> Dataset entries:
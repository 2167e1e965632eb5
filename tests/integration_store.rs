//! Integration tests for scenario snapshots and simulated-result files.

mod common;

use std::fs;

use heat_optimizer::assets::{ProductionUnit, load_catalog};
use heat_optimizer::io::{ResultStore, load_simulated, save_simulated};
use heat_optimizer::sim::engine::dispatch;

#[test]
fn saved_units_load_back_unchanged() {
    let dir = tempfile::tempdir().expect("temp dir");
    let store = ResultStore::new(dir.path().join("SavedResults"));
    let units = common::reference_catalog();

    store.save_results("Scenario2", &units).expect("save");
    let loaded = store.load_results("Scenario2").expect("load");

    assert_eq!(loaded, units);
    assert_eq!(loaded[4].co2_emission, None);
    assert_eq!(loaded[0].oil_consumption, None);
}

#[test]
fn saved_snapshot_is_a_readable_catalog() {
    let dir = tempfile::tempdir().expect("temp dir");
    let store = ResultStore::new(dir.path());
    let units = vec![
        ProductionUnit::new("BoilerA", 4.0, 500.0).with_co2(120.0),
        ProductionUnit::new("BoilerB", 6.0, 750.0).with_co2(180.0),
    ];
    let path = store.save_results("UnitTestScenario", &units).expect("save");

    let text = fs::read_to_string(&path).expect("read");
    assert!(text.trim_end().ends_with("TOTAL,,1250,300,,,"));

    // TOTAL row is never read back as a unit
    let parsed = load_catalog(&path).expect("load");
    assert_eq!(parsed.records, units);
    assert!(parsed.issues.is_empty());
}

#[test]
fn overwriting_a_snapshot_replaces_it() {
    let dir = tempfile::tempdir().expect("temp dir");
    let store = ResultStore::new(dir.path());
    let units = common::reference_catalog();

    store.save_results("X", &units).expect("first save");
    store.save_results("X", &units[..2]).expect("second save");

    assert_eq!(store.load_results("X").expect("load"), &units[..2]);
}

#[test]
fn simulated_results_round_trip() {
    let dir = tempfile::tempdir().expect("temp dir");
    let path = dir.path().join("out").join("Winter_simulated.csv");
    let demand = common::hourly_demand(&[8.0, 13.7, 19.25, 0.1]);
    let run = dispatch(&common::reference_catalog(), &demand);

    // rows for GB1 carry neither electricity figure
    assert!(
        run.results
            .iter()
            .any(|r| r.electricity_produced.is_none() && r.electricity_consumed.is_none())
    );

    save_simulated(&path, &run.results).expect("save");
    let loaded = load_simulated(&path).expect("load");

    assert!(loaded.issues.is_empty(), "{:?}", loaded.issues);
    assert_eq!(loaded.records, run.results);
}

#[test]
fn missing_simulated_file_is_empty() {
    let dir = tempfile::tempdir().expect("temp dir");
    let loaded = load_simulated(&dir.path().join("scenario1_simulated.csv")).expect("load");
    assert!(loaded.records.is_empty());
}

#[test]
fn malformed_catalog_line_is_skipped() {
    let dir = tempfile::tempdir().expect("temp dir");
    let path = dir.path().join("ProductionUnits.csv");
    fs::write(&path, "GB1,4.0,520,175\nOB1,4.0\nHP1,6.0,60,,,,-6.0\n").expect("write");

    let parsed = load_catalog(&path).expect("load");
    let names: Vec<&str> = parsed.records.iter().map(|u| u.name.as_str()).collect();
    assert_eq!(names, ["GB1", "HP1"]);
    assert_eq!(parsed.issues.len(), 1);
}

> About this task:
Filter the entries down to the lines with the word "iter" in them, and copy those lines.

> Your solution:
            .iter()
    let names: Vec<&str> = parsed.records.iter().map(|u| u.name.as_str()).collect();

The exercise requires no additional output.